ENTRIES SUPPLIED:

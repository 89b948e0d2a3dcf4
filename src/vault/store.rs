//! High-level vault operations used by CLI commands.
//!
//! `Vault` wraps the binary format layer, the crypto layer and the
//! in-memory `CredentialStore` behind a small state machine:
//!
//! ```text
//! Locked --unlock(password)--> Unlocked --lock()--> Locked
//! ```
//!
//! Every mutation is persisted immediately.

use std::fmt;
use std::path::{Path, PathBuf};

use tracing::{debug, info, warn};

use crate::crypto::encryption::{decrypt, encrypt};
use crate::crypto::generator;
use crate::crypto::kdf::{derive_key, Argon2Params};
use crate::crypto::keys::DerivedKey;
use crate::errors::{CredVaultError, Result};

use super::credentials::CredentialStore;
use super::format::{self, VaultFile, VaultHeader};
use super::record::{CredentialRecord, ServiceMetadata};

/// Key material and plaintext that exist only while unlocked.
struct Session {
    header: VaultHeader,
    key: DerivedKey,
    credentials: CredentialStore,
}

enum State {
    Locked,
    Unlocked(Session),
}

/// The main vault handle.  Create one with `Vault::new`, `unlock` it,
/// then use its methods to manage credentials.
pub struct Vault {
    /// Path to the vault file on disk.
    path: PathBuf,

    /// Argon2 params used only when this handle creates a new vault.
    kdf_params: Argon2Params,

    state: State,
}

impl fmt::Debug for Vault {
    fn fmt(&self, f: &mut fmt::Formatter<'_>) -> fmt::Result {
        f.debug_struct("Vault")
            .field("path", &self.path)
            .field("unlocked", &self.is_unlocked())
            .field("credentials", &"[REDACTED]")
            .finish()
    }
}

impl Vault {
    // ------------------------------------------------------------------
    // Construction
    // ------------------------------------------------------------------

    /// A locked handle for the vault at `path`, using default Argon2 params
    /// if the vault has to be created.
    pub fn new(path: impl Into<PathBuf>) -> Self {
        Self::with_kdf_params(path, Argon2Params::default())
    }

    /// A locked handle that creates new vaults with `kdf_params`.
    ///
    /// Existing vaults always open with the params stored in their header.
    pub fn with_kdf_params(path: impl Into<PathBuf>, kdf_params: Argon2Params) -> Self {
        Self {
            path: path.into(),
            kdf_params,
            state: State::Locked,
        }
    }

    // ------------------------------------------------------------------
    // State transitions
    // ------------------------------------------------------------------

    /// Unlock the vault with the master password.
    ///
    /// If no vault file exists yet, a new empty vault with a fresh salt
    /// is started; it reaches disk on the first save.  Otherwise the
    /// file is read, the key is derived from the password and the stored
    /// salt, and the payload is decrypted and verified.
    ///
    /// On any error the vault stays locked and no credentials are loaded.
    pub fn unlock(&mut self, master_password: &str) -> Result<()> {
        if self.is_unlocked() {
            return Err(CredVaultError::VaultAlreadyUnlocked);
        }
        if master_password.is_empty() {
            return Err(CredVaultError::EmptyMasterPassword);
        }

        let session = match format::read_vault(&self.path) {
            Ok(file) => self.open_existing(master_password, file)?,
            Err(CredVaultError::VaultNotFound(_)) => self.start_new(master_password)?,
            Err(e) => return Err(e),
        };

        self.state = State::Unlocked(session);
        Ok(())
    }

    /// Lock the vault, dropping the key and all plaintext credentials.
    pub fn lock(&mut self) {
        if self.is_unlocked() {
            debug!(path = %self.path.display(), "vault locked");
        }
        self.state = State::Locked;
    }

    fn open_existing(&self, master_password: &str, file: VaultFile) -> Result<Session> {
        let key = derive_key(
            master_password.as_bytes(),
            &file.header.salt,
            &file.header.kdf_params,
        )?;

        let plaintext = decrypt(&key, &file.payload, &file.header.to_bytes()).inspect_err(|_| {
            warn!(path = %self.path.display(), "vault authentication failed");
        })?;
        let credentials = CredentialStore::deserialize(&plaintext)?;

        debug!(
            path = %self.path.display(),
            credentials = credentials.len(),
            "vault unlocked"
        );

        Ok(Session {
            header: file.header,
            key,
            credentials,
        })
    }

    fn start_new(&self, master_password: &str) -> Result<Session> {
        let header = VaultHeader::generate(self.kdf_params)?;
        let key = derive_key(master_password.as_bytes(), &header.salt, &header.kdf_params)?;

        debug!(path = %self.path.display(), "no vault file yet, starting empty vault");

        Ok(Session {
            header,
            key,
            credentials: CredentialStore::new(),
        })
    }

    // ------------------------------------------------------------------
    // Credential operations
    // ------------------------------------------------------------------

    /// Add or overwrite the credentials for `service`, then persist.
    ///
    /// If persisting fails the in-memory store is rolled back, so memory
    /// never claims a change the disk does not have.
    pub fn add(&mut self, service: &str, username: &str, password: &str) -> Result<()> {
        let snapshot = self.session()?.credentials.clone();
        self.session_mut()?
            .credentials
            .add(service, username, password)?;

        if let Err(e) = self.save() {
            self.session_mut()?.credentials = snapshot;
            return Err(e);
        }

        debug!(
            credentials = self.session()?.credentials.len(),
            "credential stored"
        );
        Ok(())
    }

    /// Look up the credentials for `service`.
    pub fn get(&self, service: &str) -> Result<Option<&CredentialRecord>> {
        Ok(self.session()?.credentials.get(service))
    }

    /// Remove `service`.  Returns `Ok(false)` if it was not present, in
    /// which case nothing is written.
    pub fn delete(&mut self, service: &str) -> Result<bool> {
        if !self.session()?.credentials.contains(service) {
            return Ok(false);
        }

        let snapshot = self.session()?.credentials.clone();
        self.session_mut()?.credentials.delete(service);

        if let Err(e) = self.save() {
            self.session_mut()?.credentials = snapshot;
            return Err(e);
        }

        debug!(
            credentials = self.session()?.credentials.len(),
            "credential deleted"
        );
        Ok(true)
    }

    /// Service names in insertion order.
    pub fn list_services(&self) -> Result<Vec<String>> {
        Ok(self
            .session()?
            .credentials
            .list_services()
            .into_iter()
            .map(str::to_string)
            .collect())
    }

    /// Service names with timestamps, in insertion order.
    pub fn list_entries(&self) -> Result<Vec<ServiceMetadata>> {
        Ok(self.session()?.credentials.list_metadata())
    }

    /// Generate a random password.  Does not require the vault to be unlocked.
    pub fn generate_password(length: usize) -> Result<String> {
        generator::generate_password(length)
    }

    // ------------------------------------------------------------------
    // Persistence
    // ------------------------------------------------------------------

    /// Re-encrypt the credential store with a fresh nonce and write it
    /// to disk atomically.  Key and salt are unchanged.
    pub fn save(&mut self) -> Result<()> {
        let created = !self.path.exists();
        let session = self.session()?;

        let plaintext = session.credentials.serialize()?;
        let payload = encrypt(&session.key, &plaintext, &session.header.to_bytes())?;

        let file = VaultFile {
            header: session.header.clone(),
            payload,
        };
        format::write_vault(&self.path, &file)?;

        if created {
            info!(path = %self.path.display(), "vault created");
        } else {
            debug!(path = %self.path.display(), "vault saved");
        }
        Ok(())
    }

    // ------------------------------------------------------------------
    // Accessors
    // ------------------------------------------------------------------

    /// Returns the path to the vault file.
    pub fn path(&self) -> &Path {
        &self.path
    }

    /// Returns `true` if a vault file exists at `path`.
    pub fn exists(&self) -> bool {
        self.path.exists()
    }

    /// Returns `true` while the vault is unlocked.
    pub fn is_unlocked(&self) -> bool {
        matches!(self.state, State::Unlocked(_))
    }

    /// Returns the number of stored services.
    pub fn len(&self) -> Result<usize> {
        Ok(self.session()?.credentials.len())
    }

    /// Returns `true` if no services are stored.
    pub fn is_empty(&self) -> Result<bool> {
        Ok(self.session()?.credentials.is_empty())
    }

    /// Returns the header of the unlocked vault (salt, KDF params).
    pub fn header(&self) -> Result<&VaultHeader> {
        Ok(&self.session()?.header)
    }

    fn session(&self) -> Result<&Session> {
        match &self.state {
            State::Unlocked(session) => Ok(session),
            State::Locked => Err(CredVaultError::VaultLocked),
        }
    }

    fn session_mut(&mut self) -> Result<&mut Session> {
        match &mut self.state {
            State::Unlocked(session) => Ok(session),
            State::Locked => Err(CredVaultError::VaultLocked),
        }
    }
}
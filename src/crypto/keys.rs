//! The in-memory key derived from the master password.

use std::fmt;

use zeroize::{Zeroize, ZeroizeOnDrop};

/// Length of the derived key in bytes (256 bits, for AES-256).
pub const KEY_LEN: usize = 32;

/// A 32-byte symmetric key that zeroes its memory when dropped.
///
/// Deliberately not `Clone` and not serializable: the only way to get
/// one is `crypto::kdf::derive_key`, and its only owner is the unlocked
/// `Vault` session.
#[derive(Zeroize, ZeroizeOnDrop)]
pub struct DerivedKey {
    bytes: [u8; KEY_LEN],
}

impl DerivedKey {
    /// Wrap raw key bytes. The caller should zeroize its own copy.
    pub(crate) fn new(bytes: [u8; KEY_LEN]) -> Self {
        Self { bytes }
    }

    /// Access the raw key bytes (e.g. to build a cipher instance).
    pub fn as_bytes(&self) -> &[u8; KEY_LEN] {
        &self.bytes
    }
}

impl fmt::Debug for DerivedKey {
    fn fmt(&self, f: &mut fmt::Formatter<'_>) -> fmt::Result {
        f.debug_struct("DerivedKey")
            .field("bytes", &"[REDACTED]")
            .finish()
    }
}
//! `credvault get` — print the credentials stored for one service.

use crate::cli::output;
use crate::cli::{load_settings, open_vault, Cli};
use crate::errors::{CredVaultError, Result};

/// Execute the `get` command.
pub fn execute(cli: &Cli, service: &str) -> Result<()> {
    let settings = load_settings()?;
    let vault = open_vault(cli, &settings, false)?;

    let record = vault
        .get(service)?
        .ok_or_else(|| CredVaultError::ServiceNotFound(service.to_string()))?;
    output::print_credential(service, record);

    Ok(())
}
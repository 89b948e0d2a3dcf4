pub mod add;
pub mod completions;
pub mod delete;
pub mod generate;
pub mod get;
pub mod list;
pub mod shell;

==

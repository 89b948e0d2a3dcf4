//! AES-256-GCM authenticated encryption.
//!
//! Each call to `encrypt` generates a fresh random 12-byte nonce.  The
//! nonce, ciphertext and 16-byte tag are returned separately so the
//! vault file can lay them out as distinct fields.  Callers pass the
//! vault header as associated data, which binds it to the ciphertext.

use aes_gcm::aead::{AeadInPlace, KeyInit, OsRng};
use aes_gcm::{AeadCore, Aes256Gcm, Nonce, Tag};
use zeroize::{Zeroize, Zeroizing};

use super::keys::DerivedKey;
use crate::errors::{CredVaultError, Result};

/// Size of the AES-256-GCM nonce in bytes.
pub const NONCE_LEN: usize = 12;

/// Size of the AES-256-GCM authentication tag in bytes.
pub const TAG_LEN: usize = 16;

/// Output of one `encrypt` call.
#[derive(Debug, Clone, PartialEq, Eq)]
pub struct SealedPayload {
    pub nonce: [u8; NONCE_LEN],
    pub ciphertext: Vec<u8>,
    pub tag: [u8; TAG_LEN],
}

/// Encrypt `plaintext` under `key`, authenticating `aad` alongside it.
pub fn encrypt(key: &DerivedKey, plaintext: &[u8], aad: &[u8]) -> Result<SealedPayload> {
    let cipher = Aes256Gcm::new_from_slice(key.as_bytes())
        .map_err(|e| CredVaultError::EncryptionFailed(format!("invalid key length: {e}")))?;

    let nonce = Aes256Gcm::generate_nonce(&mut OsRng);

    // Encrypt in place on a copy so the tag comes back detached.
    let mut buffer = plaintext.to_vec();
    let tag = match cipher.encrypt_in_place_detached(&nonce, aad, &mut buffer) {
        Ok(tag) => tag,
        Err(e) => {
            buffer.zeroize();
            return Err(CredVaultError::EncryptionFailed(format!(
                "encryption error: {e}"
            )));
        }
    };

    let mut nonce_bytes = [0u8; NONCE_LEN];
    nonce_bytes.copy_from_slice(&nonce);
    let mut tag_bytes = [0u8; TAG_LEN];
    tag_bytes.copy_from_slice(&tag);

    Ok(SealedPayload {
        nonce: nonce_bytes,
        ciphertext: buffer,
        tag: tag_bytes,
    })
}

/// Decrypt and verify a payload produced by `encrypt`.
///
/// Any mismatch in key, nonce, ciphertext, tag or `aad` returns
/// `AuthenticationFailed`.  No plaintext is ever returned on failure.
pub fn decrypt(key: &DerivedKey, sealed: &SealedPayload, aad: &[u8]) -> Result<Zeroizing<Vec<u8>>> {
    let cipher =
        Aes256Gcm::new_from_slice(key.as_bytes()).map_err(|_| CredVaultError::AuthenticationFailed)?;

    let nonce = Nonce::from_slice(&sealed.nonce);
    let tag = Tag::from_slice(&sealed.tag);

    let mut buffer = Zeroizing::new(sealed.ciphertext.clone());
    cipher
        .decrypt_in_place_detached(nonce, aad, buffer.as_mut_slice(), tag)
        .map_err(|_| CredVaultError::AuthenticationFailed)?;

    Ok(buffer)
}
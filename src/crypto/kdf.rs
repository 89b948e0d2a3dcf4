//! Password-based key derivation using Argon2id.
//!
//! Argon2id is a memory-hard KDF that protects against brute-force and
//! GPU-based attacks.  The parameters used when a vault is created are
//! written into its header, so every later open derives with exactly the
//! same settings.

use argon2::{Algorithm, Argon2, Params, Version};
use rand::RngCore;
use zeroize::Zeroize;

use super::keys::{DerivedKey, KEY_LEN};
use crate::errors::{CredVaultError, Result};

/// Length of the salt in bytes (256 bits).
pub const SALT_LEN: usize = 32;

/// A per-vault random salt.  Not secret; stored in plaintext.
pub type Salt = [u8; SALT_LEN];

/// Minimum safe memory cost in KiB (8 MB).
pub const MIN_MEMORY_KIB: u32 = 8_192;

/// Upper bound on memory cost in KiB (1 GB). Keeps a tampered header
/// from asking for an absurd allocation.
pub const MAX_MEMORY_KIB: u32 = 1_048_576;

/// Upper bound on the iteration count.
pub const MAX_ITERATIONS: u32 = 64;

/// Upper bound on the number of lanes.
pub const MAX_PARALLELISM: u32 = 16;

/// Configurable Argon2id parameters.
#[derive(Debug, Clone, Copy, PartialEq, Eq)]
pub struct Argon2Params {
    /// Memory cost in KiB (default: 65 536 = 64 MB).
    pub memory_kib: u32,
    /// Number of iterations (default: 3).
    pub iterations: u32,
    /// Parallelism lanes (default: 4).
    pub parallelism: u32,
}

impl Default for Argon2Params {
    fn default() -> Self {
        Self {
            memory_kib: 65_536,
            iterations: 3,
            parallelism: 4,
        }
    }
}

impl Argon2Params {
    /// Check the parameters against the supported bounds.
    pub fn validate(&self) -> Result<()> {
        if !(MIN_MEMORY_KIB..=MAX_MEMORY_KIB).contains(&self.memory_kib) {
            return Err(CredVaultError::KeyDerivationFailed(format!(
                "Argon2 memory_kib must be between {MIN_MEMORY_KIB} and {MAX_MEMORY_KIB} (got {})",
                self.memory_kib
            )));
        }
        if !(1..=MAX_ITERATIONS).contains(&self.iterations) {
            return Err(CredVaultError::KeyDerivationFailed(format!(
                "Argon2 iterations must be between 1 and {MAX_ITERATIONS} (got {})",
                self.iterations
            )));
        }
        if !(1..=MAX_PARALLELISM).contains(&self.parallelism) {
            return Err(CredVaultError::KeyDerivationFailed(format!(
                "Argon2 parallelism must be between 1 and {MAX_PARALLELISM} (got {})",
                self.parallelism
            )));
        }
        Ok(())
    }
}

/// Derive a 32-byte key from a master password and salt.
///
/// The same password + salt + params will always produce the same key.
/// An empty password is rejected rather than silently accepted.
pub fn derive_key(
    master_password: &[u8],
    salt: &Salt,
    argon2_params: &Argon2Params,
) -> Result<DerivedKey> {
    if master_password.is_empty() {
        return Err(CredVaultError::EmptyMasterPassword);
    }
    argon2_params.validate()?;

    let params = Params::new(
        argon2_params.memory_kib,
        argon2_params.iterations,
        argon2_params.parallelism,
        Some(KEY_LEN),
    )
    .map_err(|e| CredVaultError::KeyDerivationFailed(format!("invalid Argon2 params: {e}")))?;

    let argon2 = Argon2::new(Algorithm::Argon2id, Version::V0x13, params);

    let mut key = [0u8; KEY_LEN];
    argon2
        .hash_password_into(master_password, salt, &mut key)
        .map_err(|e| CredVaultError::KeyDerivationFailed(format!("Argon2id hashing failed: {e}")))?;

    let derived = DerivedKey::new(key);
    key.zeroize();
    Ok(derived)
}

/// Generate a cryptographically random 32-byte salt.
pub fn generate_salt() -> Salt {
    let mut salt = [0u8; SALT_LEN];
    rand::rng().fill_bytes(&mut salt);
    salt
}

TASK TO CARRY OUT:
Please filter the entries for the word "Version" and copy the lines that have it.

RESULT FOR THIS TASK:
use argon2::{Algorithm, Argon2, Params, Version};
    let argon2 = Argon2::new(Algorithm::Argon2id, Version::V0x13, params);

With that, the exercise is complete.